● Problem
Would you reproduce exactly the lines below from the one holding "upload one node" through the one holding "13.4, y: 52.5", inclusive, and no others?
# # # # # # #
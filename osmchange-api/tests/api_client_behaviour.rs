//! Behavioural tests for [`OsmApiClient`] against a scripted transport.

use geo::Coord;
use rstest::fixture;
use rstest_bdd_macros::{given, scenario, then, when};
use std::cell::RefCell;

use osmchange_api::test_support::StubTransport;
use osmchange_api::{ClientError, Method, OsmApiClient};
use osmchange_core::{ChangesetMetadata, OsmChange, Tags};

const BASE_URL: &str = "https://osm.test/";
const DIFF_RESULT: &str =
    r#"<diffResult version="0.6"><node old_id="-1" new_id="4242" new_version="1"/></diffResult>"#;

/// What the client produced during a scenario.
#[derive(Debug, Default)]
struct Session {
    changeset: Option<ChangesetMetadata>,
    diff_result: Option<String>,
    error: Option<ClientError>,
}

#[fixture]
fn transport() -> StubTransport {
    StubTransport::new()
}

#[fixture]
fn session() -> RefCell<Session> {
    RefCell::new(Session::default())
}

fn client(transport: &StubTransport) -> OsmApiClient<&StubTransport> {
    OsmApiClient::from_base_url(BASE_URL, transport).expect("base url should parse")
}

// --- Given steps ---

#[given("a server that assigns changeset 12345")]
fn server_assigns_id(#[from(transport)] transport: &StubTransport) {
    transport.push_response(200, "12345");
}

#[given("a server that rejects requests with status 409")]
fn server_conflicts(#[from(transport)] transport: &StubTransport) {
    transport.push_response(409, "Changeset conflict");
}

#[given("the server accepts the next two requests")]
fn server_accepts(#[from(transport)] transport: &StubTransport) {
    transport.push_response(200, DIFF_RESULT);
    transport.push_response(200, "");
}

// --- When steps ---

#[when("I create a changeset")]
fn create_changeset(
    #[from(transport)] transport: &StubTransport,
    #[from(session)] session: &RefCell<Session>,
) {
    let mut session = session.borrow_mut();
    match client(transport).create_changeset("behaviour", "Add a bench") {
        Ok(changeset) => session.changeset = Some(changeset),
        Err(err) => session.error = Some(err),
    }
}

#[when("I upload one node and close the changeset")]
fn upload_and_close(
    #[from(transport)] transport: &StubTransport,
    #[from(session)] session: &RefCell<Session>,
) {
    let mut session = session.borrow_mut();
    let changeset = session.changeset.clone().expect("changeset was created");
    let api = client(transport);
    let mut change = OsmChange::new(&changeset);
    change
        .create_node(
            Coord { x: 13.4, y: 52.5 },
            Tags::from([("amenity".to_owned(), "bench".to_owned())]),
        )
        .expect("node should register");
    let diff_result = api.diff_upload(&change).expect("upload should succeed");
    api.close_changeset(&changeset)
        .expect("close should succeed");
    session.diff_result = Some(diff_result);
}

// --- Then steps ---

#[then("the changeset id is 12345")]
fn changeset_id_assigned(#[from(session)] session: &RefCell<Session>) {
    let session = session.borrow();
    let changeset = session.changeset.as_ref().expect("changeset was created");
    assert_eq!(changeset.id(), Some(12345));
}

#[then("one PUT request was sent to the create endpoint")]
fn single_create_request(#[from(transport)] transport: &StubTransport) {
    let requests = transport.requests();
    assert_eq!(requests.len(), 1);
    assert_eq!(requests[0].method, Method::Put);
    assert_eq!(
        requests[0].url.as_str(),
        "https://osm.test/api/0.6/changeset/create"
    );
}

#[then("an API error with status 409 is returned")]
fn api_error_returned(#[from(session)] session: &RefCell<Session>) {
    let session = session.borrow();
    assert!(
        matches!(session.error, Some(ClientError::Api { status: 409, .. })),
        "unexpected outcome {:?}",
        session.error
    );
}

#[then("no changeset id was assigned")]
fn no_changeset(#[from(session)] session: &RefCell<Session>) {
    assert!(session.borrow().changeset.is_none());
}

#[then("the diff result is returned verbatim")]
fn diff_result_returned(#[from(session)] session: &RefCell<Session>) {
    assert_eq!(session.borrow().diff_result.as_deref(), Some(DIFF_RESULT));
}

#[then("the requests were create, upload and close in order")]
fn requests_in_order(#[from(transport)] transport: &StubTransport) {
    let calls: Vec<(Method, String)> = transport
        .requests()
        .into_iter()
        .map(|request| (request.method, request.url.path().to_owned()))
        .collect();
    assert_eq!(
        calls,
        vec![
            (Method::Put, "/api/0.6/changeset/create".to_owned()),
            (Method::Post, "/api/0.6/changeset/12345/upload".to_owned()),
            (Method::Put, "/api/0.6/changeset/12345/close".to_owned()),
        ]
    );
}

// --- Scenario registrations ---

macro_rules! register_scenario {
    ($fn_name:ident, $title:literal) => {
        #[scenario(path = "tests/features/api_client.feature", name = $title)]
        fn $fn_name(transport: StubTransport, session: RefCell<Session>) {
            let _ = (transport, session);
        }
    };
}

register_scenario!(opening_a_changeset, "opening a changeset");
register_scenario!(conflicting_changeset, "a conflicting changeset request");
register_scenario!(upload_and_close_flow, "uploading and closing a changeset");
# # # # # # #
● Expected answer
#[when("I upload one node and close the changeset")]
fn upload_and_close(
    #[from(transport)] transport: &StubTransport,
    #[from(session)] session: &RefCell<Session>,
) {
    let mut session = session.borrow_mut();
    let changeset = session.changeset.clone().expect("changeset was created");
    let api = client(transport);
    let mut change = OsmChange::new(&changeset);
    change
        .create_node(
            Coord { x: 13.4, y: 52.5 },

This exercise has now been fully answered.